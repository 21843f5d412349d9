mod common;

use axum::http::StatusCode;
use serde_json::{json, Value};

use common::{json_body, post_as_tenant, setup};

fn item(endpoint: &str) -> Value {
    json!({
        "endpoint": endpoint,
        "params": { "from": "2024-03-01", "to": "2024-03-07" }
    })
}

#[tokio::test]
async fn batch_of_ten_is_accepted() {
    let app = setup(false).await;
    let batch: Vec<Value> = (0..10).map(|_| item("views-total")).collect();
    let res = post_as_tenant(&app, "/api/analytics/bulk", json!(batch)).await;
    assert_eq!(res.status(), StatusCode::OK);
    let body = json_body(res).await;
    assert_eq!(body["success"], true);
    assert_eq!(body["results"].as_array().map(Vec::len), Some(10));
}

#[tokio::test]
async fn batch_of_eleven_is_rejected() {
    let app = setup(false).await;
    let batch: Vec<Value> = (0..11).map(|_| item("views-total")).collect();
    let res = post_as_tenant(&app, "/api/analytics/bulk", json!(batch)).await;
    assert_eq!(res.status(), StatusCode::BAD_REQUEST);
    let body = json_body(res).await;
    assert_eq!(body["success"], false);
    assert_eq!(
        body["message"],
        "Numero massimo di richieste bulk consentite: 10"
    );
}

#[tokio::test]
async fn non_array_body_is_rejected() {
    let app = setup(false).await;
    let res = post_as_tenant(&app, "/api/analytics/bulk", json!({ "endpoint": "x" })).await;
    assert_eq!(res.status(), StatusCode::BAD_REQUEST);
    let body = json_body(res).await;
    assert_eq!(body["message"], "Il body deve essere un array di richieste");
}

#[tokio::test]
async fn invalid_endpoint_is_isolated() {
    let app = setup(false).await;
    let batch = json!([item("views-total"), item("no-such-endpoint")]);
    let res = post_as_tenant(&app, "/api/analytics/bulk", batch).await;
    assert_eq!(res.status(), StatusCode::OK);
    let body = json_body(res).await;
    assert_eq!(body["success"], true);

    let results = body["results"].as_array().expect("results");
    assert_eq!(results[0]["success"], true);
    assert_eq!(
        results[0]["data"]["data"]["current_views"], 1000,
        "valid item still carries its data"
    );
    assert_eq!(
        results[1],
        json!({
            "endpoint": "no-such-endpoint",
            "success": false,
            "error": "Endpoint non valido"
        })
    );
}

#[tokio::test]
async fn item_validation_failure_does_not_abort_the_batch() {
    let app = setup(false).await;
    let batch = json!([
        { "endpoint": "views-total", "params": {} },
        item("clicks-total"),
    ]);
    let res = post_as_tenant(&app, "/api/analytics/bulk", batch).await;
    assert_eq!(res.status(), StatusCode::OK);
    let body = json_body(res).await;

    let results = body["results"].as_array().expect("results");
    assert_eq!(results[0]["success"], false);
    assert_eq!(
        results[0]["data"]["message"],
        "Parametri from e to richiesti"
    );
    assert_eq!(results[1]["success"], true);
    assert_eq!(results[1]["data"]["data"]["current_clicks"], 150);
}

#[tokio::test]
async fn results_preserve_input_order() {
    let app = setup(false).await;
    let batch = json!([
        item("clicks-total"),
        item("no-such-endpoint"),
        item("views-total"),
    ]);
    let res = post_as_tenant(&app, "/api/analytics/bulk", batch).await;
    let body = json_body(res).await;
    let endpoints: Vec<&str> = body["results"]
        .as_array()
        .expect("results")
        .iter()
        .map(|r| r["endpoint"].as_str().unwrap_or_default())
        .collect();
    assert_eq!(endpoints, vec!["clicks-total", "no-such-endpoint", "views-total"]);
}

#[tokio::test]
async fn realtime_endpoints_are_rejected_per_item() {
    let app = setup(false).await;
    let batch = json!([{ "endpoint": "realtime-visitors", "params": {} }]);
    let res = post_as_tenant(&app, "/api/analytics/bulk", batch).await;
    assert_eq!(res.status(), StatusCode::OK);
    let body = json_body(res).await;
    assert_eq!(body["results"][0]["error"], "Endpoint non valido");
}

> **EXERCISE DETAILS**
Could you return all lines from the data above that contain the string "error"?

> **RESPONSE TO THIS TASK**
            "error": "Endpoint non valido"
    assert_eq!(body["results"][0]["error"], "Endpoint non valido");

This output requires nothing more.